**AIM OF THE EXERCISE:** Run through the records and, wherever a line holds the word "ServerMessage", return that line.

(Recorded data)
>>>>
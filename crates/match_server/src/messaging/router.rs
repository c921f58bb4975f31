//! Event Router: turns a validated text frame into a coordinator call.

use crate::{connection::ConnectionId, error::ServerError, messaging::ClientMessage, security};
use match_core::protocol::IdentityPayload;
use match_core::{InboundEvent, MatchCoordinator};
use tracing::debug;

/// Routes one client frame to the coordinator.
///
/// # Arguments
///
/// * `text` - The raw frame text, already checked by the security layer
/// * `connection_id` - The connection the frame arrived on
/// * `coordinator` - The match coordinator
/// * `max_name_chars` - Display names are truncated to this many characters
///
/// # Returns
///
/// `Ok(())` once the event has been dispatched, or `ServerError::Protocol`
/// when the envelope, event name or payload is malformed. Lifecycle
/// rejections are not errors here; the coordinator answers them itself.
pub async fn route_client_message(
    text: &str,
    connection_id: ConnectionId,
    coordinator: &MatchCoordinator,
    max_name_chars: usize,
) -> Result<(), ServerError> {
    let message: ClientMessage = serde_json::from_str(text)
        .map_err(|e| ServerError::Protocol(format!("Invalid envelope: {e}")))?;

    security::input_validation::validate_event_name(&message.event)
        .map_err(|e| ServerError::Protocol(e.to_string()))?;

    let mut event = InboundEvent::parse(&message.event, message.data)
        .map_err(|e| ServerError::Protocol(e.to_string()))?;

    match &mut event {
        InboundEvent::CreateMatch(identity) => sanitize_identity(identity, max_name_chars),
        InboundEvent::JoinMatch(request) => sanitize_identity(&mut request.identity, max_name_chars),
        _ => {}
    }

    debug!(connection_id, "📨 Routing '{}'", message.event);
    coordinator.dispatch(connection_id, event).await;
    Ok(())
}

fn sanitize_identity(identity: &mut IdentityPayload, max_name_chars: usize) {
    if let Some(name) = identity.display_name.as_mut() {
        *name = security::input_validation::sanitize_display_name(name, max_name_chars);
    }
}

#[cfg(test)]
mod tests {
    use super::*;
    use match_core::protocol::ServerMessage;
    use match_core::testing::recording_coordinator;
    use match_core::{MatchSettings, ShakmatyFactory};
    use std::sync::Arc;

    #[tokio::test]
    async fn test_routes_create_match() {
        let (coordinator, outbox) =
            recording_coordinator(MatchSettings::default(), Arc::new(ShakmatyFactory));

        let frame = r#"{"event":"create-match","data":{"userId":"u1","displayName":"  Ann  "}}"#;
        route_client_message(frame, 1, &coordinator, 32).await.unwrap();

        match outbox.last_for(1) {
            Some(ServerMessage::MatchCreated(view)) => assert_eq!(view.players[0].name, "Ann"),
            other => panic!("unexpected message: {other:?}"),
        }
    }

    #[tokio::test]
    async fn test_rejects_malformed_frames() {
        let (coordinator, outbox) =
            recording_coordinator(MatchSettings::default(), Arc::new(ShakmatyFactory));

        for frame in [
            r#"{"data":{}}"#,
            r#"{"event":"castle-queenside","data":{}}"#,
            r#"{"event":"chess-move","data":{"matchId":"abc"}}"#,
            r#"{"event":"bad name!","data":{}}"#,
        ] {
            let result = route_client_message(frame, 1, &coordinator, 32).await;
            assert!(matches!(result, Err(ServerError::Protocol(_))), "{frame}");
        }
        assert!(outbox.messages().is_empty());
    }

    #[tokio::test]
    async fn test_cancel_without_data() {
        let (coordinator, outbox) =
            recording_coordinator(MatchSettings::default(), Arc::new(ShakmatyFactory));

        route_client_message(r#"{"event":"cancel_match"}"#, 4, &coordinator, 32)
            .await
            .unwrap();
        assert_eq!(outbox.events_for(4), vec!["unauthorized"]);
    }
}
<<<<
>>>>
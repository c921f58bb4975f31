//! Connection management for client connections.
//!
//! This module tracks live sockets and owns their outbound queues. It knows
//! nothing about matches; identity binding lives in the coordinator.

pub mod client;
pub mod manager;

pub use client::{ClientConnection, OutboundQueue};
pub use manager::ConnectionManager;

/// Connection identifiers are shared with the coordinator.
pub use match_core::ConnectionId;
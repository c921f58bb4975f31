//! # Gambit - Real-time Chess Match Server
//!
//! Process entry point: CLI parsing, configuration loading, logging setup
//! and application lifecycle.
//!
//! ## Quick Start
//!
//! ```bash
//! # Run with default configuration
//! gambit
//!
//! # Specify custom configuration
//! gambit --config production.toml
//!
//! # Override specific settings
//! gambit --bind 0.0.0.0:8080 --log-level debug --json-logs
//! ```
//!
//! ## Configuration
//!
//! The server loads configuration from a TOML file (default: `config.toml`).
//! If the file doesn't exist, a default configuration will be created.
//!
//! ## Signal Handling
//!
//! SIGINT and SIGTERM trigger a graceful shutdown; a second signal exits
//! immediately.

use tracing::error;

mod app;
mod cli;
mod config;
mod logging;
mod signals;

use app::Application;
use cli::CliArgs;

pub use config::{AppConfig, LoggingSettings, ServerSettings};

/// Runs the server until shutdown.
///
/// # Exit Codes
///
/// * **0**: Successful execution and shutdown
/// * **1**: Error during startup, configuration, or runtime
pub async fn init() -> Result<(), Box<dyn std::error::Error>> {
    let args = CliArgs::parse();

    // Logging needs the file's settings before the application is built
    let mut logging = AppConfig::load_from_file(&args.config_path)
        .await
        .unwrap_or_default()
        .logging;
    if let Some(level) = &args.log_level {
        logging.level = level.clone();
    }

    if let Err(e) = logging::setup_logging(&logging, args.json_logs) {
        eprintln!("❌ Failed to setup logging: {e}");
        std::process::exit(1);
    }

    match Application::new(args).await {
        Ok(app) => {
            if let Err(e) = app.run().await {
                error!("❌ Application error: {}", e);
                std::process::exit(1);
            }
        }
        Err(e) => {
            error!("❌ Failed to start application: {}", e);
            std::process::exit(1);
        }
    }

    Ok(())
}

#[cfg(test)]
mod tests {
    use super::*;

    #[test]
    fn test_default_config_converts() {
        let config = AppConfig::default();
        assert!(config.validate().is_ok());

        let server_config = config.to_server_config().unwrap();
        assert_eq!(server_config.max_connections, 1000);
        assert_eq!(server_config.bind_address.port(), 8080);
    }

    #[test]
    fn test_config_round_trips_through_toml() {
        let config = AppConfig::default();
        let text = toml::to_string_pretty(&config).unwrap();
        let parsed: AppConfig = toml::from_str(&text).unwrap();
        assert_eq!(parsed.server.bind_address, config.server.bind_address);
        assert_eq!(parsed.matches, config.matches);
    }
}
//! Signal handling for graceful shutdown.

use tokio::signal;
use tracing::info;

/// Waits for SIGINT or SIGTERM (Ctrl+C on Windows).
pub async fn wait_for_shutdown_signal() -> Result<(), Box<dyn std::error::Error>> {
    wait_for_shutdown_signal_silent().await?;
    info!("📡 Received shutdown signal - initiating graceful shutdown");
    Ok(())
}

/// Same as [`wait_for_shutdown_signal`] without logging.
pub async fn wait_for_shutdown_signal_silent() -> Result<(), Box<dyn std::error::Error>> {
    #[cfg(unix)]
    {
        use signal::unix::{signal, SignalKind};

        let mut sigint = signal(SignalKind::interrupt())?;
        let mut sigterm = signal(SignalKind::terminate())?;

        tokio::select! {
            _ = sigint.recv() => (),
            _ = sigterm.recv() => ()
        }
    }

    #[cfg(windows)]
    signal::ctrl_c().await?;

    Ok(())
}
<<<<
**EXERCISE RESULT:**
    use match_core::protocol::ServerMessage;
            Some(ServerMessage::MatchCreated(view)) => assert_eq!(view.players[0].name, "Ann"),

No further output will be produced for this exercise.